Segment Start: Data extracts

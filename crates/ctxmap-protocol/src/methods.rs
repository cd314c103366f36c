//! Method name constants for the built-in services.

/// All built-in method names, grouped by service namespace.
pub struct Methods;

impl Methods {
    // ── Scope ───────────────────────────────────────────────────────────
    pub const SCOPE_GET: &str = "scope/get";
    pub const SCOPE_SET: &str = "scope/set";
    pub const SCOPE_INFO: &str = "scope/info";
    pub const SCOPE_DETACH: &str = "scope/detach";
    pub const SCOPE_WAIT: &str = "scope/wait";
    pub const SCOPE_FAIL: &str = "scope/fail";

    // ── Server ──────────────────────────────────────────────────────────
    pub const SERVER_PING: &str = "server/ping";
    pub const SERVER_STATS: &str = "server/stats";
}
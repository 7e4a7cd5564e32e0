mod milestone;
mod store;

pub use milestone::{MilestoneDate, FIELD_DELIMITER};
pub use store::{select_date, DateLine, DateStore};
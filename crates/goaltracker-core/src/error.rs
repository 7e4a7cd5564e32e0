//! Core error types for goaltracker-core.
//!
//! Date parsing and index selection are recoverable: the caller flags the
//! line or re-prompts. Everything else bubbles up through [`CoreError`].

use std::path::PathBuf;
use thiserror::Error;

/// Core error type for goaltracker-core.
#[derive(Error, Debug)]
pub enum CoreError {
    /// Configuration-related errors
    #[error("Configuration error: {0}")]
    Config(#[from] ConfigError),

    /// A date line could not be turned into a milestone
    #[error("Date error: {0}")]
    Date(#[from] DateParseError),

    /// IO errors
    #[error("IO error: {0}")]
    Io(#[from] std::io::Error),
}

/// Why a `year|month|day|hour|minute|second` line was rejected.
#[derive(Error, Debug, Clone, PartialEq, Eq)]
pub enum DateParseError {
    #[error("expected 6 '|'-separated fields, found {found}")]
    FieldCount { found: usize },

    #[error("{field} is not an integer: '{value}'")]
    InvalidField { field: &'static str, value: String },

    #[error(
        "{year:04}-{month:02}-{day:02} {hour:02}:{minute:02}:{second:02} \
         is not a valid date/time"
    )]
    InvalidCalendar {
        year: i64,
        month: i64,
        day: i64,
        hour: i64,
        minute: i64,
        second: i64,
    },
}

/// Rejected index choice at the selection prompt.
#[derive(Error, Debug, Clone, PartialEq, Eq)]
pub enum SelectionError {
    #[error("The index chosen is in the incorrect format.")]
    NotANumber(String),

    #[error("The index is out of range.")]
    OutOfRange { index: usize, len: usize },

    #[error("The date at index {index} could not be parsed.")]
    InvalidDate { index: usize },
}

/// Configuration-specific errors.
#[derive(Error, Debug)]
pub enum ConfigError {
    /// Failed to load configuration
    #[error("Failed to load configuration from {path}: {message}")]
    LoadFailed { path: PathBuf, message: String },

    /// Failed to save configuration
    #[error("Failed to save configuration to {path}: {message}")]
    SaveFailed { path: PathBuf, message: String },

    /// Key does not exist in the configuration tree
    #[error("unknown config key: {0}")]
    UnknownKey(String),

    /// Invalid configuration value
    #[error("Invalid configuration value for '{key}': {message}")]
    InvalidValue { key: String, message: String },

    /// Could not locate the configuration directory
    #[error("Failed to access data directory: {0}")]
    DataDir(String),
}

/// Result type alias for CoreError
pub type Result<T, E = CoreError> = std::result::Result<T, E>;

Segment End: Data extracts

* How to complete this task: Count up the lines in the entries that hold "hour", and respond with that count and no other text.

* Final answer: 3